Especialistas da ONU pedem oposição a plano de EUA e Israel para Palestina

Técnicos lamentam 'o papel dos EUA em apoiar e incentivar os projetos ilegais de Israel', que visa tirar a Cisjordânia do controle palestino

O premiê de Israel, Benjamin Netanyahu, e o presidente dos Estados Unidos, Donald Trump. Foto: D. Myles Cullen/White House

O premiê de Israel, Benjamin Netanyahu, e o presidente dos Estados Unidos, Donald Trump. Foto: D. Myles Cullen/White House

Mundo

Cerca de 60 especialistas das Nações Unidas pediram, nesta terça-feira 16, que comunidade internacional se oponha ao plano israelense de anexação de partes da Cisjordânia ocupada.
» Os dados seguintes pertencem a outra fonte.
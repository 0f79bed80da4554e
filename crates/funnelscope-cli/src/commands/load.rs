use crate::OutputFormat;
use anyhow::Result;
use funnelscope_core::dataset::Dataset;
use funnelscope_store::{FunnelStore, LoadSummary};
use std::path::Path;

/// Replace the store contents with `dataset`
pub fn load_into_store(dataset: &Dataset, db: &Path) -> Result<LoadSummary> {
    let mut store = FunnelStore::open(db)?;
    Ok(store.load(dataset)?)
}

pub fn execute(data_dir: &Path, db: &Path, format: OutputFormat) -> Result<()> {
    let dataset = super::read_dataset(data_dir)?;
    let summary = load_into_store(&dataset, db)?;

    match format {
        OutputFormat::Json => crate::print_json(&summary)?,
        OutputFormat::Table => {
            println!("Table,Rows");
            println!("sessions,{}", summary.sessions);
            println!("events,{}", summary.events);
        }
        OutputFormat::Pretty => {
            use console::style;
            println!(
                "{} Loaded {} sessions and {} events into {}",
                style("✓").green(),
                summary.sessions,
                summary.events,
                db.display()
            );
        }
    }

    Ok(())
}
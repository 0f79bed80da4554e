pub mod bottleneck;
pub mod error;
pub mod plan;

pub use bottleneck::{
    Bottleneck, BottleneckRule, BottleneckRules, Severity, identify_bottlenecks,
    identify_bottlenecks_checked,
};
pub use error::{Error, Result};
pub use plan::{ActionItem, Impact, build_action_plan};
“A comunidade internacional tem a solene responsabilidade legal e política de defender uma ordem internacional baseada em regras, de se opor às violações dos direitos humanos e dos princípios fundamentais do direito internacional”, afirmam os especialistas em comunicado.

“Os Estados têm o dever de não reconhecer, ajudar ou auxiliar outro Estado em qualquer atividade ilegal, como a anexação ou criação de implantações civis em um território ocupado (…)”, alertam.
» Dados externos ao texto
use crate::model::{Event, EventType, Page, Session};
use crate::tables::Span;
use crate::{Error, Result};
use chrono::Duration;
use rand::Rng;

/// Expands sessions into an ordered event log.
///
/// Each delay is added to the time of the previous event, so they compound
/// through the session. Event ids run continuously across all sessions.
#[derive(Debug, Clone)]
pub struct EventExpander {
    product_view_delay: Span,
    add_to_cart_delay: Span,
    checkout_delay: Span,
    purchase_delay: Span,
}

impl Default for EventExpander {
    fn default() -> Self {
        Self {
            product_view_delay: Span::new(10, 60),
            add_to_cart_delay: Span::new(30, 120),
            checkout_delay: Span::new(20, 90),
            purchase_delay: Span::new(60, 180),
        }
    }
}

impl EventExpander {
    pub fn new() -> Self {
        Self::default()
    }

    /// Custom delays in seconds. Each must be at least one second with `min <= max`,
    /// so events within a session stay strictly increasing.
    pub fn with_delays(
        product_view: Span,
        add_to_cart: Span,
        checkout: Span,
        purchase: Span,
    ) -> Result<Self> {
        for (name, delay) in [
            ("product view", product_view),
            ("add to cart", add_to_cart),
            ("checkout", checkout),
            ("purchase", purchase),
        ] {
            if delay.min == 0 || delay.min > delay.max {
                return Err(Error::InvalidTables(format!(
                    "{} delay [{}, {}] must be positive with min <= max",
                    name, delay.min, delay.max
                )));
            }
        }

        Ok(Self {
            product_view_delay: product_view,
            add_to_cart_delay: add_to_cart,
            checkout_delay: checkout,
            purchase_delay: purchase,
        })
    }

    pub fn expand<R: Rng + ?Sized>(&self, sessions: &[Session], rng: &mut R) -> Vec<Event> {
        tracing::debug!("Expanding {} sessions into events", sessions.len());

        let mut events = Vec::with_capacity(sessions.len() * 2);

        for session in sessions {
            let mut current = session.timestamp;
            let push = |events: &mut Vec<Event>, timestamp, event_type, page| {
                events.push(Event {
                    event_id: events.len() as u64 + 1,
                    session_id: session.session_id,
                    user_id: session.user_id,
                    timestamp,
                    event_type,
                    page,
                });
            };

            push(&mut events, current, EventType::PageView, Page::Homepage);

            let steps = [
                (
                    session.viewed_product,
                    self.product_view_delay,
                    EventType::PageView,
                    Page::ProductPage,
                ),
                (
                    session.added_to_cart,
                    self.add_to_cart_delay,
                    EventType::AddToCart,
                    Page::ProductPage,
                ),
                (
                    session.started_checkout,
                    self.checkout_delay,
                    EventType::CheckoutStart,
                    Page::Checkout,
                ),
                (
                    session.completed_purchase,
                    self.purchase_delay,
                    EventType::Purchase,
                    Page::Confirmation,
                ),
            ];

            for (reached, delay, event_type, page) in steps {
                if !reached {
                    continue;
                }
                let seconds = rng.gen_range(delay.min..=delay.max);
                current += Duration::seconds(i64::from(seconds));
                push(&mut events, current, event_type, page);
            }
        }

        tracing::info!("Generated {} events", events.len());

        events
    }
}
Os signatários são especialistas da ONU nomeados pelo Conselho de Direitos Humanos, cuja 43ª sessão está atualmente reunida em Genebra.

Plano é chamado de “projetos ilegais de Israel”

Israel planeja apresentar em 1º de julho sua estratégia para o plano preparado para a região pelo governo dos EUA, que prevê em particular a anexação por Israel das colônias e do Vale do Jordão na Cisjordânia, território palestino ocupado desde 1967.

Os palestinos rejeitam este plano, que também prevê a criação de um Estado palestino em um território fragmentado e sem Jerusalém Oriental como sua capital, contrário ao que desejam. Por isso, buscam obter apoio internacional para pressionar Israel a abandonar o projeto de anexação.

Especialistas da ONU afirmam também que lamentam “o papel dos Estados Unidos em apoiar e incentivar os projetos ilegais de Israel”.